Work out how many lines in the entries below contain the string "recipes". Reply with that figure alone.

§ **Provided entries**
------------
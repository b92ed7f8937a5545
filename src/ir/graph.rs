//! Core build graph types.

use crate::paths::{self, PathError};
use camino::{Utf8Path, Utf8PathBuf};
use serde::Serialize;
use std::fmt;
use std::io;
use std::path::Path;
use thiserror::Error;

/// A compilable unit, identified by its root-relative path.
#[derive(Debug, Clone, PartialEq, Eq, Hash, Serialize)]
#[serde(transparent)]
pub struct SourceFile(Utf8PathBuf);

impl SourceFile {
    /// Create a source from a path discovered beneath `root`.
    ///
    /// # Errors
    ///
    /// Returns [`PathError::NonUtf8`] when `path` is not valid UTF-8.
    pub fn new(root: &Path, path: &Path) -> Result<Self, PathError> {
        paths::root_relative(root, path).map(Self)
    }

    /// Create a source from a path that is already relative to the root.
    #[must_use]
    pub fn from_relative(path: impl AsRef<Utf8Path>) -> Self {
        Self(paths::normalise(path.as_ref()))
    }

    /// Borrow the root-relative path.
    #[must_use]
    pub fn path(&self) -> &Utf8Path {
        &self.0
    }

    /// Root-relative directory containing the source; empty at the root.
    #[must_use]
    pub fn dir(&self) -> &Utf8Path {
        self.0.parent().unwrap_or_else(|| Utf8Path::new(""))
    }
}

impl fmt::Display for SourceFile {
    fn fmt(&self, f: &mut fmt::Formatter<'_>) -> fmt::Result {
        fmt::Display::fmt(&self.0, f)
    }
}

/// Compiled object derived from exactly one [`SourceFile`].
#[derive(Debug, Clone, PartialEq, Eq, Serialize)]
pub struct ObjectTarget {
    /// Root-relative path of the object file.
    pub object: Utf8PathBuf,
    /// Source compiled into this object.
    pub source: SourceFile,
    /// Quoted includes of the source, in order of appearance.
    pub dependencies: Vec<Utf8PathBuf>,
}

impl ObjectTarget {
    /// Prerequisites of the compile rule: the source followed by its includes.
    pub fn prerequisites(&self) -> impl Iterator<Item = &Utf8Path> {
        std::iter::once(self.source.path()).chain(self.dependencies.iter().map(Utf8PathBuf::as_path))
    }
}

/// Final link target producing the named binary.
#[derive(Debug, Clone, PartialEq, Eq, Serialize)]
pub struct BinaryTarget {
    /// File name of the linked binary.
    pub name: String,
    /// Objects linked into the binary, in discovery order.
    pub objects: Vec<Utf8PathBuf>,
}

/// Target removing every generated artefact.
#[derive(Debug, Clone, Default, PartialEq, Eq, Serialize)]
pub struct CleanTarget {
    /// Files removed by the rule, objects first, then the binary.
    pub removes: Vec<String>,
}

/// The whole build derived from one source tree.
#[derive(Debug, Clone, Default, PartialEq, Eq, Serialize)]
pub struct BuildGraph {
    /// One entry per source, in discovery order.
    pub objects: Vec<ObjectTarget>,
    /// Present when an output binary name was configured.
    pub binary: Option<BinaryTarget>,
    /// Always present.
    pub clean: CleanTarget,
}

impl BuildGraph {
    /// Prerequisites of the aggregate `all` target.
    ///
    /// With a binary this is the binary alone; otherwise every object.
    #[must_use]
    pub fn aggregate(&self) -> Vec<&str> {
        self.binary.as_ref().map_or_else(
            || self.objects.iter().map(|target| target.object.as_str()).collect(),
            |binary| vec![binary.name.as_str()],
        )
    }
}

/// Errors produced while assembling a [`BuildGraph`].
#[derive(Debug, Error)]
pub enum GraphError {
    /// A source file could not be read.
    #[error("failed to read source '{path}'")]
    ReadSource {
        /// Root-relative path of the unreadable source.
        path: Utf8PathBuf,
        /// Underlying I/O failure.
        #[source]
        source: io::Error,
    },
    /// Two sources map to the same object file.
    #[error("sources '{first}' and '{second}' both compile to '{object}'")]
    DuplicateObject {
        /// Object path claimed twice.
        object: Utf8PathBuf,
        /// Source that claimed the object first.
        first: Utf8PathBuf,
        /// Source that collided with it.
        second: Utf8PathBuf,
    },
    /// An object path equals a source path, so compiling would overwrite it.
    #[error("object '{object}' for '{source_file}' would overwrite a source file")]
    ObjectIsSource {
        /// Object path that names an existing source.
        object: Utf8PathBuf,
        /// Source the object was derived from.
        source_file: Utf8PathBuf,
    },
    /// The binary name equals a source or object path.
    #[error("binary name '{name}' clashes with '{path}'")]
    BinaryCollision {
        /// Configured binary name.
        name: String,
        /// Source or object path it clashes with.
        path: Utf8PathBuf,
    },
}
//! Source-to-object path mapping.

use crate::config::BuildConfig;
use crate::paths;
use camino::{Utf8Path, Utf8PathBuf};

/// Derive the object path for `source`.
///
/// When the file extension is one of the configured source extensions it is
/// replaced with the object extension; directories are left untouched. Any
/// other path is returned unchanged. The result is normalised like every
/// other emitted path.
///
/// # Examples
///
/// ```
/// use mkgen::config::BuildConfig;
/// use mkgen::target_map::object_path;
/// use camino::Utf8Path;
///
/// let config = BuildConfig::default();
/// assert_eq!(object_path(Utf8Path::new("lib/a.cpp"), &config).as_str(), "lib/a.o");
/// ```
#[must_use]
pub fn object_path(source: &Utf8Path, config: &BuildConfig) -> Utf8PathBuf {
    match source.extension() {
        Some(ext) if config.is_source_extension(ext) => {
            paths::normalise(&source.with_extension(&config.object_extension))
        }
        _ => paths::normalise(source),
    }
}
//! Intermediate representation of a generated build.
//!
//! A [`BuildGraph`] holds one [`ObjectTarget`] per discovered source, in
//! discovery order, together with the optional link target and the clean
//! target. It is assembled once per run and handed to the emitter.
//!
//! # Examples
//!
//! ```
//! use mkgen::config::BuildConfig;
//! use mkgen::ir::{BuildGraph, SourceFile};
//! use camino::Utf8Path;
//! use std::io;
//!
//! struct NoIncludes;
//! impl mkgen::includes::SourceReader for NoIncludes {
//!     fn read_source(&self, _: &Utf8Path) -> io::Result<String> {
//!         Ok(String::from("int main() {}\n"))
//!     }
//! }
//!
//! let sources = vec![SourceFile::from_relative("main.cpp")];
//! let graph = BuildGraph::assemble(&sources, &NoIncludes, &BuildConfig::default())
//!     .expect("assemble");
//! assert_eq!(graph.objects[0].object.as_str(), "main.o");
//! ```

mod assemble;
mod graph;

pub use graph::{BinaryTarget, BuildGraph, CleanTarget, GraphError, ObjectTarget, SourceFile};
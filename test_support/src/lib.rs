//! Test utilities for building throwaway source trees.
//!
//! Integration tests describe a project as `(path, contents)` pairs and get
//! back a temporary directory laid out accordingly.

use anyhow::{Context, Result};
use camino::{Utf8Path, Utf8PathBuf};
use mkgen::make_gen::is_header_line;
use std::fs;
use tempfile::TempDir;

/// Timestamp used wherever tests need deterministic generator output.
pub const FIXED_TIMESTAMP: &str = "2024-01-01T00:00:00Z";

/// A temporary project tree removed when dropped.
#[derive(Debug)]
pub struct SourceTree {
    _dir: TempDir,
    root: Utf8PathBuf,
}

impl SourceTree {
    /// Create a tree containing `files`, creating parent directories as needed.
    ///
    /// # Errors
    ///
    /// Returns an error if the directory or any file cannot be created, or if
    /// the temporary directory path is not UTF-8.
    pub fn new(files: &[(&str, &str)]) -> Result<Self> {
        let dir = TempDir::new().context("create temporary source tree")?;
        let root = Utf8PathBuf::from_path_buf(dir.path().to_path_buf())
            .map_err(|path| anyhow::anyhow!("non-UTF-8 temp dir: {}", path.display()))?;
        let tree = Self { _dir: dir, root };
        for (path, contents) in files {
            tree.write(path, contents)?;
        }
        Ok(tree)
    }

    /// Write `contents` to `path` inside the tree.
    ///
    /// # Errors
    ///
    /// Returns an error if the file or its parent directory cannot be created.
    pub fn write(&self, path: &str, contents: &str) -> Result<()> {
        let full = self.root.join(path);
        if let Some(parent) = full.parent() {
            fs::create_dir_all(parent).with_context(|| format!("create {parent}"))?;
        }
        fs::write(&full, contents).with_context(|| format!("write {full}"))
    }

    /// Root directory of the tree.
    #[must_use]
    pub fn root(&self) -> &Utf8Path {
        &self.root
    }
}

/// Drop the generated header so two renders can be compared.
#[must_use]
pub fn without_header(text: &str) -> String {
    text.lines()
        .filter(|line| !is_header_line(line))
        .map(|line| format!("{line}\n"))
        .collect()
}
//! Path normalisation shared by discovery, include resolution and object
//! mapping.
//!
//! Every path that ends up in a generated Makefile passes through this module
//! so separator handling and root stripping live in one place. Normalised
//! paths are relative to the project root, use [`SEPARATOR`] between
//! components and never start with a separator.

use camino::{Utf8Component, Utf8Path, Utf8PathBuf};
use std::path::{Path, PathBuf};
use thiserror::Error;

/// Separator used when rendering paths into the build script.
pub const SEPARATOR: char = '/';

/// Errors raised while normalising filesystem paths.
#[derive(Debug, Error)]
pub enum PathError {
    /// The path cannot be represented as UTF-8 and so cannot be emitted.
    #[error("path is not valid UTF-8: {}", .0.display())]
    NonUtf8(PathBuf),
}

/// Make `path` relative to `root` and normalise it.
///
/// Paths outside `root` are normalised as they are. Leading separators,
/// drive prefixes and `.` components are dropped.
///
/// # Errors
///
/// Returns [`PathError::NonUtf8`] when `path` is not valid UTF-8.
///
/// # Examples
///
/// ```
/// use mkgen::paths::root_relative;
/// use std::path::Path;
///
/// let rel = root_relative(Path::new("/work/proj"), Path::new("/work/proj/lib/a.cpp"))
///     .expect("utf-8 path");
/// assert_eq!(rel.as_str(), "lib/a.cpp");
/// ```
pub fn root_relative(root: &Path, path: &Path) -> Result<Utf8PathBuf, PathError> {
    let stripped = path.strip_prefix(root).unwrap_or(path);
    let utf8 = Utf8Path::from_path(stripped).ok_or_else(|| PathError::NonUtf8(path.to_path_buf()))?;
    Ok(normalise(utf8))
}

/// Render `path` using [`SEPARATOR`], dropping root, prefix and `.` components.
///
/// `..` components are kept verbatim; no lexical collapsing happens.
#[must_use]
pub fn normalise(path: &Utf8Path) -> Utf8PathBuf {
    join_components(path.components())
}

/// Resolve `include` against `dir`, producing a root-relative path.
///
/// The include text is appended to the directory even when it looks
/// absolute, matching how a literal prefix would read.
///
/// # Examples
///
/// ```
/// use mkgen::paths::join_relative;
/// use camino::Utf8Path;
///
/// assert_eq!(join_relative(Utf8Path::new("lib"), "util.h").as_str(), "lib/util.h");
/// assert_eq!(join_relative(Utf8Path::new(""), "util.h").as_str(), "util.h");
/// ```
#[must_use]
pub fn join_relative(dir: &Utf8Path, include: &str) -> Utf8PathBuf {
    join_components(dir.components().chain(Utf8Path::new(include).components()))
}

fn join_components<'a>(components: impl Iterator<Item = Utf8Component<'a>>) -> Utf8PathBuf {
    let mut out = String::new();
    for component in components {
        let part = match component {
            Utf8Component::Normal(part) => part,
            Utf8Component::ParentDir => "..",
            Utf8Component::Prefix(_) | Utf8Component::RootDir | Utf8Component::CurDir => continue,
        };
        if !out.is_empty() {
            out.push(SEPARATOR);
        }
        out.push_str(part);
    }
    Utf8PathBuf::from(out)
}

/// Report whether `path` contains characters Make treats as word separators.
#[must_use]
pub fn has_whitespace(path: &Utf8Path) -> bool {
    path.as_str().chars().any(char::is_whitespace)
}
//! Build configuration consumed by the graph assembler and the emitter.
//!
//! The command line is translated into a [`BuildConfig`] by the runner so the
//! core pipeline stays independent of argument parsing.

use crate::includes::IncludePolicy;

/// Compiler invoked by generated recipes unless overridden.
pub const DEFAULT_COMPILER: &str = "g++";
/// Suffix of compilable sources unless overridden.
pub const DEFAULT_SOURCE_EXTENSION: &str = "cpp";
/// Suffix of compiled objects unless overridden.
pub const DEFAULT_OBJECT_EXTENSION: &str = "o";
/// Flag appended to compile recipes when debug builds are requested.
pub const DEBUG_FLAG: &str = "-g";

/// Options recognised by the pipeline.
#[derive(Debug, Clone, PartialEq, Eq)]
pub struct BuildConfig {
    /// Name of the final link target, if one should be produced.
    pub output: Option<String>,
    /// Append [`DEBUG_FLAG`] to every compile recipe.
    pub debug: bool,
    /// Compiler driver used for compiling and linking.
    pub compiler: String,
    /// Extensions (without the leading dot) that mark compilable sources.
    pub source_extensions: Vec<String>,
    /// Extension (without the leading dot) given to object targets.
    pub object_extension: String,
    /// How include directives are recognised.
    pub include_policy: IncludePolicy,
}

impl Default for BuildConfig {
    fn default() -> Self {
        Self {
            output: None,
            debug: false,
            compiler: DEFAULT_COMPILER.to_owned(),
            source_extensions: vec![DEFAULT_SOURCE_EXTENSION.to_owned()],
            object_extension: DEFAULT_OBJECT_EXTENSION.to_owned(),
            include_policy: IncludePolicy::default(),
        }
    }
}

impl BuildConfig {
    /// Report whether `extension` marks a compilable source.
    #[must_use]
    pub fn is_source_extension(&self, extension: &str) -> bool {
        self.source_extensions.iter().any(|ext| ext == extension)
    }
}
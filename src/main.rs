//! Application entry point.
//!
//! Parses command-line arguments and delegates execution to [`runner::run`].

use mkgen::{cli::Cli, runner};
use std::io;
use std::process::ExitCode;
use tracing::Level;
use tracing_subscriber::fmt;

fn main() -> ExitCode {
    let cli = Cli::parse_with_default();
    let max_level = if cli.verbose {
        Level::DEBUG
    } else {
        Level::INFO
    };
    fmt()
        .with_max_level(max_level)
        .with_writer(io::stderr)
        .init();
    match runner::run(&cli) {
        Ok(()) => ExitCode::SUCCESS,
        Err(err) => {
            tracing::error!("mkgen failed: {err:#}");
            ExitCode::FAILURE
        }
    }
}
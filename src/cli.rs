//! Command line interface definition using clap.
//!
//! This module defines the [`Cli`] structure and its subcommands. Every
//! option can also be supplied through an `MKGEN_`-prefixed environment
//! variable; explicit flags win.

use clap::{Parser, Subcommand, ValueEnum};
use std::path::PathBuf;

/// Default name of the generated build script.
pub const DEFAULT_MAKEFILE: &str = "Makefile";

fn parse_binary_name(s: &str) -> Result<String, String> {
    if s.is_empty() {
        return Err(String::from("output name must not be empty"));
    }
    if s.chars().any(char::is_whitespace) {
        return Err(format!("output name '{s}' must not contain whitespace"));
    }
    Ok(s.to_owned())
}

/// Parse a file extension, accepting an optional leading dot.
fn parse_extension(s: &str) -> Result<String, String> {
    let trimmed = s.trim();
    let ext = trimmed.strip_prefix('.').unwrap_or(trimmed);
    if ext.is_empty() {
        return Err(String::from("extension must not be empty"));
    }
    if ext.contains(['/', '\\', '.']) || ext.chars().any(char::is_whitespace) {
        return Err(format!("invalid extension '{s}'"));
    }
    Ok(ext.to_owned())
}

/// How `#include` lines are recognised.
#[derive(Debug, Clone, Copy, Default, PartialEq, Eq, ValueEnum)]
pub enum IncludeMatching {
    /// Any line with the directive and a double quote anywhere.
    #[default]
    Permissive,
    /// Only `#include "..."` directives at the start of a line.
    Strict,
}

/// Generate a Makefile for every C++ source below a project root.
#[derive(Debug, Parser)]
#[command(name = "mkgen", author, version, about, long_about = None)]
pub struct Cli {
    /// Project root to scan; the Makefile is written here by default.
    #[arg(
        short = 'C',
        long,
        value_name = "DIR",
        default_value = ".",
        env = "MKGEN_DIRECTORY"
    )]
    pub directory: PathBuf,

    /// Name of the linked binary; adds a link rule when given.
    #[arg(
        short = 'o',
        long,
        value_name = "NAME",
        value_parser = parse_binary_name,
        env = "MKGEN_OUTPUT"
    )]
    pub output: Option<String>,

    /// Compile every source with debug information.
    #[arg(short = 'g', long, env = "MKGEN_DEBUG")]
    pub debug: bool,

    /// Compiler driver used in generated recipes.
    #[arg(long, value_name = "PROGRAM", default_value = "g++", env = "MKGEN_COMPILER")]
    pub compiler: String,

    /// Extension of compilable sources; repeat or comma-separate for several.
    #[arg(
        long = "source-ext",
        value_name = "EXT",
        default_value = "cpp",
        value_delimiter = ',',
        value_parser = parse_extension,
        env = "MKGEN_SOURCE_EXT"
    )]
    pub source_ext: Vec<String>,

    /// Extension given to compiled objects.
    #[arg(
        long = "object-ext",
        value_name = "EXT",
        default_value = "o",
        value_parser = parse_extension,
        env = "MKGEN_OBJECT_EXT"
    )]
    pub object_ext: String,

    /// How `#include` lines are recognised.
    #[arg(
        long = "include-matching",
        value_enum,
        default_value_t = IncludeMatching::Permissive,
        env = "MKGEN_INCLUDE_MATCHING"
    )]
    pub include_matching: IncludeMatching,

    /// Enable verbose diagnostic logging.
    #[arg(short, long)]
    pub verbose: bool,

    /// Optional subcommand to execute; defaults to `generate` when omitted.
    #[command(subcommand)]
    pub command: Option<Commands>,
}

impl Cli {
    /// Parse command-line arguments, providing `generate` as the default command.
    #[must_use]
    pub fn parse_with_default() -> Self {
        Self::parse().with_default_command()
    }

    /// Parse the provided arguments, applying the default command when needed.
    ///
    /// # Errors
    ///
    /// Returns the clap error when the arguments are invalid.
    pub fn try_parse_from_with_default<I, T>(args: I) -> Result<Self, clap::Error>
    where
        I: IntoIterator<Item = T>,
        T: Into<std::ffi::OsString> + Clone,
    {
        Self::try_parse_from(args).map(Self::with_default_command)
    }

    /// Apply the default command if none was specified.
    #[must_use]
    pub fn with_default_command(mut self) -> Self {
        if self.command.is_none() {
            self.command = Some(Commands::Generate { file: None });
        }
        self
    }
}

/// Available top-level commands.
#[derive(Debug, Subcommand, PartialEq, Eq, Clone)]
pub enum Commands {
    /// Write the Makefile (default command).
    Generate {
        /// Output path, relative to the project root; `-` writes to stdout.
        #[arg(value_name = "FILE")]
        file: Option<PathBuf>,
    },

    /// Print every discovered source file, one per line.
    List,

    /// Print the assembled build graph as JSON.
    Graph,
}
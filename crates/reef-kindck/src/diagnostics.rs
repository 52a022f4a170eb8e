//! Ariadne-based diagnostic rendering for kind errors.
//!
//! Renders `KindError` variants into formatted, labeled error messages
//! using the ariadne library. Output is terse, with labels at the
//! provenance spans of the colliding facts and a note derived from the
//! store snapshot showing which variables were unified together.

use std::ops::Range;

use ariadne::{Color, Config, Label, Report, ReportKind, Source};

use reef_common::Span;

use crate::error::KindError;
use crate::kind::KindVar;

/// Rendering options for diagnostics.
#[derive(Clone, Debug)]
pub struct DiagnosticOptions {
    /// Whether to emit ANSI colors.
    pub color: bool,
}

impl DiagnosticOptions {
    /// Colorless options for deterministic test output.
    pub fn colorless() -> Self {
        DiagnosticOptions { color: false }
    }
}

impl Default for DiagnosticOptions {
    fn default() -> Self {
        DiagnosticOptions { color: true }
    }
}

/// Assign a unique error code to each KindError variant.
fn error_code(error: &KindError) -> &'static str {
    match error {
        KindError::ConstraintConflict { .. } => "K0001",
        KindError::CycleDetected { .. } => "K0002",
    }
}

fn span_to_range(span: Span) -> Range<usize> {
    span.start as usize..span.end as usize
}

/// Describe a variable's equivalence class from a snapshot, if it was
/// merged with anything worth mentioning.
fn class_note(error: &KindError, var: KindVar) -> Option<String> {
    let snapshot = match error {
        KindError::ConstraintConflict { snapshot, .. }
        | KindError::CycleDetected { snapshot, .. } => snapshot,
    };
    let class = snapshot.class_of(var)?;
    if class.members.len() < 2 {
        return None;
    }
    let members: Vec<String> = class.members.iter().map(|m| m.to_string()).collect();
    Some(format!(
        "`{}` was unified with {}",
        var,
        members.join(", ")
    ))
}

/// Render a kind error into a formatted diagnostic string.
///
/// Each diagnostic includes an error code, a terse message, labeled source
/// spans for the provenances involved, and a note about the equivalence
/// class when unification chained several variables together.
pub fn render_diagnostic(error: &KindError, source: &str, options: &DiagnosticOptions) -> String {
    let config = Config::default().with_color(options.color);
    let source_len = source.len();

    // Clamp a range to be valid within source bounds; ariadne needs at
    // least a 1-char span where possible.
    let clamp = |r: Range<usize>| -> Range<usize> {
        let s = r.start.min(source_len);
        let e = r.end.min(source_len).max(s);
        if s == e {
            s..e.saturating_add(1).min(source_len)
        } else {
            s..e
        }
    };

    let code = error_code(error);

    let report = match error {
        KindError::ConstraintConflict {
            applied,
            existing,
            var_source,
            ..
        } => {
            let msg = error.to_string();
            let span = applied
                .provenance()
                .span()
                .map(span_to_range)
                .unwrap_or(0..source_len.max(1).min(source_len));
            let span = clamp(span);

            let mut builder = Report::build(ReportKind::Error, span.clone())
                .with_code(code)
                .with_message(&msg)
                .with_config(config)
                .with_label(
                    Label::new(span)
                        .with_message(format!("required to be {} here", applied.shape()))
                        .with_color(Color::Red),
                );

            if let Some(existing_span) = existing.provenance().span() {
                builder.add_label(
                    Label::new(clamp(span_to_range(existing_span)))
                        .with_message(format!("already {} from here", existing))
                        .with_color(Color::Blue),
                );
            }
            if let Some(source) = var_source {
                builder.add_label(
                    Label::new(clamp(span_to_range(source.span)))
                        .with_message(format!("`{}` introduced here", source.name))
                        .with_color(Color::Yellow),
                );
            }
            if let Some(note) = class_note(error, applied.subject()) {
                builder.set_note(note);
            }

            builder.finish()
        }

        KindError::CycleDetected {
            span,
            var,
            var_source,
            ..
        } => {
            let msg = error.to_string();
            let range = span
                .map(span_to_range)
                .unwrap_or(0..source_len.max(1).min(source_len));
            let range = clamp(range);

            let mut builder = Report::build(ReportKind::Error, range.clone())
                .with_code(code)
                .with_message(&msg)
                .with_config(config)
                .with_label(
                    Label::new(range)
                        .with_message("this arrow kind is recursive")
                        .with_color(Color::Red),
                )
                .with_help("a type constructor's kind cannot refer to itself");

            if let Some(source) = var_source {
                builder.add_label(
                    Label::new(clamp(span_to_range(source.span)))
                        .with_message(format!("`{}` introduced here", source.name))
                        .with_color(Color::Yellow),
                );
            }
            if let Some(note) = class_note(error, *var) {
                builder.set_note(note);
            }

            builder.finish()
        }
    };

    // Render to buffer.
    let mut buf = Vec::new();
    let cache = Source::from(source);
    report.write(cache, &mut buf).expect("failed to write diagnostic");
    String::from_utf8(buf).expect("diagnostic output should be valid UTF-8")
}

/// Render every error in order.
pub fn render_all(errors: &[KindError], source: &str, options: &DiagnosticOptions) -> Vec<String> {
    errors
        .iter()
        .map(|error| render_diagnostic(error, source, options))
        .collect()
}
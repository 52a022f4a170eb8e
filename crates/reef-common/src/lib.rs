//! Shared types for the Reef compiler.
//!
//! Currently this crate holds source-position tracking: byte-offset
//! [`Span`]s and the [`LineIndex`] used to convert offsets to line/column
//! pairs for error reporting.
//!
//! [`Span`]: span::Span
//! [`LineIndex`]: span::LineIndex

pub mod span;

pub use span::{LineIndex, Span};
------------
§ **Your response**
3